[ubuntu-uk] Uk Loco team forums

alan c aeclist at candt.waitrose.com
Sat Nov 4 17:43:16 GMT 2006


Alan Pope wrote:
> On Fri, Nov 03, 2006 at 06:56:21PM +0000, Tony Arnold wrote:
>> Nik,
>> 
>> Nicholas Butler wrote:
>> 
>> > My personal preferences are to use the Mailing list, however if a Forum 
>> > exists I will make sure I drop in and keep an eye on it and let people 
>> > know about the mailing list and the archvies and the thriving 
>> > communication we have here as well as the IRC Channels.
>> > 
>> > Can I assume this has been the consensus of the group ?
>> 
>> Me preference is for the mailing list, but I support the creation of a
>> forum too. If it can be integrated with the list, even better.
>> 
> 
> Indeed. If there is no integration between forum and list then there *will* be fragmentation of 
> the "membership". There will be conversations that happen on the forums which people on the 
> mailing list never see and vice versa. There will likely be dilution of conversations as people 
> won't reply in one medium because they've seen similar replies on the other. 
> 
> This isn't just my opinion, this is what I've seen happen for many groups who have run a mailing 
> list and forum side by side. Many people who are familiar with one method stick with it, rightly 
> or wrongly.
> 
> Those of us who are actually committed to doing good things for Ubuntu-UK will end up having to 
> spend even more of our own time than we already do keeping up with threads in multiple 
> locations.
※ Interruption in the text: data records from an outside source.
//! Bodies of IEconService responses.
//!
//! Offers come either wrapped in the `{"response": ...}` envelope or bare. Every level is checked
//! to be the JSON type expected there before it is decoded, so a record is never read from an
//! array by position.

use crate::response::TradeOffer;
use serde::{Deserialize, Deserializer};
use serde::de::{self, Unexpected};
use serde_json::{Map, Value};

const RESPONSE: &str = "response";

fn unexpected(value: &Value) -> Unexpected<'_> {
    match value {
        Value::Null => Unexpected::Unit,
        Value::Bool(b) => Unexpected::Bool(*b),
        Value::Number(_) => Unexpected::Other("number"),
        Value::String(s) => Unexpected::Str(s),
        Value::Array(_) => Unexpected::Seq,
        Value::Object(_) => Unexpected::Map,
    }
}

fn offer_from_value<E>(value: Value) -> Result<TradeOffer, E>
where
    E: de::Error,
{
    match value {
        Value::Object(_) => TradeOffer::deserialize(value).map_err(E::custom),
        other => Err(E::invalid_type(unexpected(&other), &"a trade offer object")),
    }
}

fn offers_from_value<E>(value: Value) -> Result<Vec<TradeOffer>, E>
where
    E: de::Error,
{
    match value {
        Value::Array(offers) => offers
            .into_iter()
            .map(offer_from_value::<E>)
            .collect(),
        other => Err(E::invalid_type(unexpected(&other), &"an array of trade offers")),
    }
}

/// Takes the object under `response` out of an envelope.
fn response_body<E>(mut envelope: Map<String, Value>) -> Result<Map<String, Value>, E>
where
    E: de::Error,
{
    match envelope.remove(RESPONSE) {
        Some(Value::Object(body)) => Ok(body),
        Some(other) => Err(E::invalid_type(unexpected(&other), &"a response object")),
        None => Err(E::missing_field(RESPONSE)),
    }
}

/// The offers of a `GetTradeOffers` response, sent offers followed by received offers.
#[derive(Debug)]
pub struct GetTradeOffersResponse(pub Vec<TradeOffer>);

impl<'de> Deserialize<'de> for GetTradeOffersResponse {
    fn deserialize<D>(deserializer: D) -> Result<Self, D::Error>
    where
        D: Deserializer<'de>,
    {
        match Value::deserialize(deserializer)? {
            Value::Array(offers) => offers_from_value(Value::Array(offers)).map(Self),
            Value::Object(envelope) => {
                let mut body = response_body::<D::Error>(envelope)?;
                let mut offers = Vec::new();

                for key in ["trade_offers_sent", "trade_offers_received"] {
                    if let Some(value) = body.remove(key) {
                        offers.extend(offers_from_value::<D::Error>(value)?);
                    }
                }

                Ok(Self(offers))
            },
            other => Err(de::Error::invalid_type(
                unexpected(&other),
                &"an array of trade offers or a response object",
            )),
        }
    }
}

/// The offer of a `GetTradeOffer` response. `None` when the envelope holds no offer.
#[derive(Debug)]
pub struct GetTradeOfferResponse(pub Option<TradeOffer>);

impl<'de> Deserialize<'de> for GetTradeOfferResponse {
    fn deserialize<D>(deserializer: D) -> Result<Self, D::Error>
    where
        D: Deserializer<'de>,
    {
        match Value::deserialize(deserializer)? {
            Value::Object(envelope) if envelope.contains_key(RESPONSE) => {
                response_body::<D::Error>(envelope)?
                    .remove("offer")
                    .map(offer_from_value::<D::Error>)
                    .transpose()
                    .map(Self)
            },
            Value::Object(offer) => offer_from_value(Value::Object(offer)).map(Some).map(Self),
            other => Err(de::Error::invalid_type(unexpected(&other), &"a trade offer object")),
        }
    }
}

/// The body of a cancel response carries nothing useful, but it must be the usual envelope.
#[derive(Debug)]
pub struct CancelTradeOfferResponse;

impl<'de> Deserialize<'de> for CancelTradeOfferResponse {
    fn deserialize<D>(deserializer: D) -> Result<Self, D::Error>
    where
        D: Deserializer<'de>,
    {
        match Value::deserialize(deserializer)? {
            Value::Object(envelope) => response_body::<D::Error>(envelope).map(|_| Self),
            other => Err(de::Error::invalid_type(unexpected(&other), &"a response object")),
        }
    }
}
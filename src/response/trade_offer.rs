use super::Asset;
use crate::enums::{ConfirmationMethod, TradeOfferState};
use crate::serialize::{
    string,
    option_string,
    empty_string_is_none,
    ts_seconds_option_none_when_zero,
};
use crate::types::{ServerTime, TradeId, TradeOfferId};
use std::fmt;
use chrono::serde::ts_seconds;
use serde::{Serialize, Deserialize};
use steamid_ng::SteamID;

/// A trade offer as returned by the Web API.
#[derive(Debug, Serialize, Deserialize, Clone, PartialEq)]
pub struct TradeOffer {
    /// The ID for this offer.
    #[serde(with = "string")]
    pub tradeofferid: TradeOfferId,
    /// The trade ID for this offer. This should be present when the `trade_offer_state` of this
    /// offer is [`TradeOfferState::Accepted`].
    #[serde(default, with = "option_string")]
    pub tradeid: Option<TradeId>,
    /// The 32-bit account ID of our partner.
    pub accountid_other: u32,
    /// The message included in the offer. If the message is empty or not present this will be
    /// `None`.
    #[serde(default, deserialize_with = "empty_string_is_none")]
    pub message: Option<String>,
    /// The items we're receiving in this offer.
    #[serde(default)]
    pub items_to_receive: Vec<Asset>,
    /// The items we're giving in this offer.
    #[serde(default)]
    pub items_to_give: Vec<Asset>,
    /// Whether this offer was created by us or not.
    #[serde(default)]
    pub is_our_offer: bool,
    /// Whether this offer originated from a real time trade.
    #[serde(default)]
    pub from_real_time_trade: bool,
    /// The time before the offer expires if it has not been acted on.
    #[serde(with = "ts_seconds")]
    pub expiration_time: ServerTime,
    /// The time this offer was created.
    #[serde(with = "ts_seconds")]
    pub time_created: ServerTime,
    /// The time this offer last had an action e.g. accepting or declining the offer.
    #[serde(with = "ts_seconds")]
    pub time_updated: ServerTime,
    /// The state of this offer.
    pub trade_offer_state: TradeOfferState,
    /// The end date if this trade is in escrow. `None` when this offer is not in escrow.
    #[serde(default, with = "ts_seconds_option_none_when_zero")]
    pub escrow_end_date: Option<ServerTime>,
    /// The confirmation method for this offer.
    #[serde(default)]
    pub confirmation_method: ConfirmationMethod,
}

impl TradeOffer {
    /// The [`SteamID`] of our partner.
    pub fn partner(&self) -> SteamID {
        SteamID::new(
            self.accountid_other,
            steamid_ng::Instance::Desktop,
            steamid_ng::AccountType::Individual,
            steamid_ng::Universe::Public,
        )
    }
}

impl fmt::Display for TradeOffer {
    fn fmt(&self, f: &mut fmt::Formatter<'_>) -> fmt::Result {
        write!(f, "[{}]", self.tradeofferid)
    }
}

#[cfg(test)]
mod tests {
    use super::*;

    const OFFER: &str = r#"{
        "tradeofferid": "5436473925",
        "accountid_other": 39734272,
        "message": "",
        "expiration_time": 1672531200,
        "trade_offer_state": 2,
        "items_to_give": [
            {"appid":440,"contextid":"2","assetid":"11292488054","classid":"101785959","instanceid":"11040578","amount":"1","missing":false}
        ],
        "is_our_offer": true,
        "time_created": 1671321600,
        "time_updated": 1671321600,
        "from_real_time_trade": false,
        "escrow_end_date": 0,
        "confirmation_method": 0
    }"#;

    #[test]
    fn deserializes_trade_offer() {
        let offer: TradeOffer = serde_json::from_str(OFFER).unwrap();

        assert_eq!(offer.tradeofferid, 5436473925);
        assert_eq!(offer.trade_offer_state, TradeOfferState::Active);
        assert_eq!(offer.message, None);
        assert_eq!(offer.escrow_end_date, None);
        assert_eq!(offer.tradeid, None);
        assert_eq!(offer.items_to_give.len(), 1);
        assert!(offer.items_to_receive.is_empty());
        assert_eq!(offer.partner().account_id(), 39734272);
    }

    #[test]
    fn fails_on_unknown_state() {
        let body = OFFER.replace(r#""trade_offer_state": 2"#, r#""trade_offer_state": 42"#);
        let error = serde_json::from_str::<TradeOffer>(&body).unwrap_err();

        assert!(error.to_string().contains("Unknown trade offer state code 42"));
    }
}
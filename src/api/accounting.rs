//! Per-request accounting middleware.

use std::sync::Arc;
use std::time::Instant;

use axum::extract::{MatchedPath, Request, State};
use axum::middleware::Next;
use axum::response::Response;

use crate::metrics::BookingMetrics;

/// Route label used when no route matched the request.
const UNMATCHED_ROUTE: &str = "unmatched";

/// Counts every request by raw path and observes its latency.
pub async fn track_requests(
    State(metrics): State<Arc<BookingMetrics>>,
    request: Request,
    next: Next,
) -> Response {
    let path = request.uri().path().to_string();
    let method = request.method().as_str().to_string();
    let route = request
        .extensions()
        .get::<MatchedPath>()
        .map_or_else(|| UNMATCHED_ROUTE.to_string(), |p| p.as_str().to_string());

    let start = Instant::now();
    let response = next.run(request).await;

    metrics.record_request(
        &path,
        &method,
        &route,
        response.status().as_u16(),
        start.elapsed(),
    );
    response
}
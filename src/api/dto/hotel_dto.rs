//! Hotel and room views for the listing and detail endpoints.

use serde::Serialize;
use utoipa::ToSchema;

use crate::domain::{HotelWithRooms, Room};

/// A room as shown on a hotel page.
#[derive(Debug, Serialize, ToSchema)]
pub struct RoomView {
    /// Room id, submitted back as `room_id` when booking.
    pub id: i64,
    /// Owning hotel id.
    pub hotel_id: i64,
    /// Room number.
    pub number: String,
    /// Room category.
    pub room_type: String,
}

/// A hotel with its rooms.
#[derive(Debug, Serialize, ToSchema)]
pub struct HotelView {
    /// Hotel id.
    pub id: i64,
    /// Hotel name.
    pub name: String,
    /// Hotel location.
    pub location: String,
    /// Rooms in this hotel.
    pub rooms: Vec<RoomView>,
}

/// Response body for `GET /`.
#[derive(Debug, Serialize, ToSchema)]
pub struct HotelListResponse {
    /// All hotels.
    pub data: Vec<HotelView>,
    /// Number of hotels.
    pub total: usize,
}

impl From<Room> for RoomView {
    fn from(room: Room) -> Self {
        Self {
            id: room.id.get(),
            hotel_id: room.hotel_id.get(),
            number: room.number,
            room_type: room.room_type,
        }
    }
}

impl From<HotelWithRooms> for HotelView {
    fn from(value: HotelWithRooms) -> Self {
        Self {
            id: value.hotel.id.get(),
            name: value.hotel.name,
            location: value.hotel.location,
            rooms: value.rooms.into_iter().map(RoomView::from).collect(),
        }
    }
}

impl From<Vec<HotelWithRooms>> for HotelListResponse {
    fn from(hotels: Vec<HotelWithRooms>) -> Self {
        let data: Vec<HotelView> = hotels.into_iter().map(HotelView::from).collect();
        Self {
            total: data.len(),
            data,
        }
    }
}
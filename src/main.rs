//! hotel-booking server entry point.
//!
//! Opens the database, seeds sample hotels on first run, and starts the
//! Axum HTTP server (plus an optional metrics-only listener).

use std::sync::Arc;

use anyhow::Context;
use tokio::signal;
use tracing_subscriber::EnvFilter;

use hotel_booking::api;
use hotel_booking::app_state::AppState;
use hotel_booking::config::BookingConfig;
use hotel_booking::metrics::BookingMetrics;
use hotel_booking::persistence::SqlitePersistence;
use hotel_booking::service::BookingService;

#[tokio::main]
async fn main() -> anyhow::Result<()> {
    // Load configuration
    let config = BookingConfig::from_env().map_err(|e| anyhow::anyhow!(e))?;

    // Initialize tracing
    let filter = EnvFilter::try_from_default_env().unwrap_or_else(|_| EnvFilter::new("info"));
    if config.log_json {
        tracing_subscriber::fmt()
            .json()
            .with_env_filter(filter)
            .init();
    } else {
        tracing_subscriber::fmt().with_env_filter(filter).init();
    }

    tracing::info!(
        addr = %config.listen_addr,
        db = %config.database_path,
        "starting hotel-booking"
    );

    // Build persistence layer
    let store = SqlitePersistence::connect(
        &config.database_path,
        config.database_max_connections,
        config.database_connect_timeout(),
    )
    .await
    .context("failed to open database")?;

    if config.seed_sample_data {
        store
            .seed_if_empty()
            .await
            .context("failed to seed sample data")?;
    }

    // Build service layer
    let metrics = Arc::new(BookingMetrics::new().context("failed to build metrics registry")?);
    let booking_service = BookingService::new(store, metrics);

    // Build application state
    let app_state = AppState::new(booking_service);

    if let Some(metrics_addr) = config.metrics_listen_addr {
        let metrics_app = api::build_metrics_router(app_state.clone());
        let listener = tokio::net::TcpListener::bind(metrics_addr)
            .await
            .with_context(|| format!("failed to bind metrics listener on {metrics_addr}"))?;
        tracing::info!(addr = %metrics_addr, "metrics listener started");
        tokio::spawn(async move {
            if let Err(e) = axum::serve(listener, metrics_app)
                .with_graceful_shutdown(shutdown_signal())
                .await
            {
                tracing::error!(error = %e, "metrics listener stopped");
            }
        });
    }

    // Build router
    let app = api::build_router(app_state);

    // Start server
    let listener = tokio::net::TcpListener::bind(config.listen_addr)
        .await
        .with_context(|| format!("failed to bind {}", config.listen_addr))?;
    tracing::info!(addr = %config.listen_addr, "server listening");

    axum::serve(listener, app)
        .with_graceful_shutdown(shutdown_signal())
        .await?;

    tracing::info!("server stopped");
    Ok(())
}

/// Resolves on Ctrl+C or, on Unix, SIGTERM.
async fn shutdown_signal() {
    let ctrl_c = async {
        if let Err(e) = signal::ctrl_c().await {
            tracing::error!(error = %e, "failed to listen for Ctrl+C");
            std::future::pending::<()>().await;
        }
    };

    #[cfg(unix)]
    let terminate = async {
        match signal::unix::signal(signal::unix::SignalKind::terminate()) {
            Ok(mut sigterm) => {
                sigterm.recv().await;
            }
            Err(e) => {
                tracing::error!(error = %e, "failed to install SIGTERM handler");
                std::future::pending::<()>().await;
            }
        }
    };

    #[cfg(not(unix))]
    let terminate = std::future::pending::<()>();

    tokio::select! {
        () = ctrl_c => {},
        () = terminate => {},
    }

    tracing::info!("shutdown signal received");
}
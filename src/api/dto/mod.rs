//! Data Transfer Objects for request parsing and response rendering.
//!
//! Views flatten the domain's id newtypes to plain integers.

pub mod booking_dto;
pub mod hotel_dto;

pub use booking_dto::*;
pub use hotel_dto::*;
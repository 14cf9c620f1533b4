//! Booking form and booking list views.

use serde::{Deserialize, Serialize};
use utoipa::ToSchema;

use crate::domain::{BookingDetail, RoomId};
use crate::error::BookingError;

/// Form body for `POST /hotel/{hotel_id}`.
///
/// Fields are optional at the parsing stage so that a missing field is
/// reported as [`BookingError::InvalidRequest`] rather than a framework
/// rejection.
#[derive(Debug, Default, Deserialize, ToSchema)]
pub struct BookingForm {
    /// Id of the room to book.
    #[serde(default)]
    pub room_id: Option<String>,
    /// Requested date, stored as given.
    #[serde(default)]
    pub date: Option<String>,
}

impl BookingForm {
    /// Validates the form into a room id and date.
    ///
    /// # Errors
    ///
    /// Returns [`BookingError::InvalidRequest`] if `room_id` is missing or
    /// not an integer, or if `date` is missing.
    pub fn into_parts(self) -> Result<(RoomId, String), BookingError> {
        let raw_room = self
            .room_id
            .ok_or_else(|| BookingError::InvalidRequest("missing room_id".to_string()))?;
        let room_id = raw_room
            .parse::<RoomId>()
            .map_err(|_| BookingError::InvalidRequest(format!("invalid room_id: {raw_room}")))?;
        let date = self
            .date
            .ok_or_else(|| BookingError::InvalidRequest("missing date".to_string()))?;
        Ok((room_id, date))
    }
}

/// A booking with its room and hotel, as listed on the bookings page.
#[derive(Debug, Serialize, ToSchema)]
pub struct BookingView {
    /// Booking id, used by `POST /cancel/{booking_id}`.
    pub id: i64,
    /// Booked room id.
    pub room_id: i64,
    /// Booked date.
    pub date: String,
    /// Booked room number.
    pub room_number: String,
    /// Booked room category.
    pub room_type: String,
    /// Hotel owning the room.
    pub hotel_id: i64,
    /// Name of that hotel.
    pub hotel_name: String,
}

/// Response body for `GET /bookings`.
#[derive(Debug, Serialize, ToSchema)]
pub struct BookingListResponse {
    /// All bookings.
    pub data: Vec<BookingView>,
    /// Number of bookings.
    pub total: usize,
}

impl From<BookingDetail> for BookingView {
    fn from(detail: BookingDetail) -> Self {
        Self {
            id: detail.booking.id.get(),
            room_id: detail.booking.room_id.get(),
            date: detail.booking.date,
            room_number: detail.room_number,
            room_type: detail.room_type,
            hotel_id: detail.hotel_id.get(),
            hotel_name: detail.hotel_name,
        }
    }
}

impl From<Vec<BookingDetail>> for BookingListResponse {
    fn from(bookings: Vec<BookingDetail>) -> Self {
        let data: Vec<BookingView> = bookings.into_iter().map(BookingView::from).collect();
        Self {
            total: data.len(),
            data,
        }
    }
}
In my view this is sub-optimal.
> 
> Another non-FLOSS community I am a member of recently switched from mailing list to forums and 
> instantly I was unable to devote any time to the communication as a result. Whilst they did in 
> fact go some way to integrate the forums with the mailing list there was a fundamental flaw. 
> They had multiple forums. Each forum had to be separately subscribed to in order to receive the 
> posts as emails. When a new forum was created the mailing list members had no idea and went on 
> in complete ignorance of conversations happening in forums they weren't in.
> 
>> I think we could spend months discussing this, so I suggest we get on,
>> create the forum and then review it in 6 months time and see how it's going.
>> 
> 
> I can see that there is a large contingent on the web for whom mailing lists are somehow scary 
> and intimidating. And for that reason I can totally understand why they want a forum. What irks 
> me more than anything is the assertion that somehow forums are better than mailing lists for 
> those of us that are actually pretty handy with ssh and an email client.
> 
> I also fail to see what the remit of those forums would be. At the moment it seems to me that 
> there is the assertion that a forum should be created "because we can" not because there is some 
> burning need to do so.
> 
> What will the new forums mandate be? The same as this mailing list or something different?
> 
> Of course there's nothing I can say that can disuade anyone from creating these forums, I'm just 
> voicing my concerns before the forums get established.
> 
> Cheers,
> Al.
> 

I support much of what you say. I too would not use forums much,
except that
this present list is 'British Ubuntu Talk' it is not specific to the
type of talk etc. We have and will have,  specific projects in hand,
people will be interested in some maybe not all of these. It is hard
to keep track of what is being said in a project.
There are currently 42 items in this particular thread. I hope a
summary is made in a separate thread later on(!)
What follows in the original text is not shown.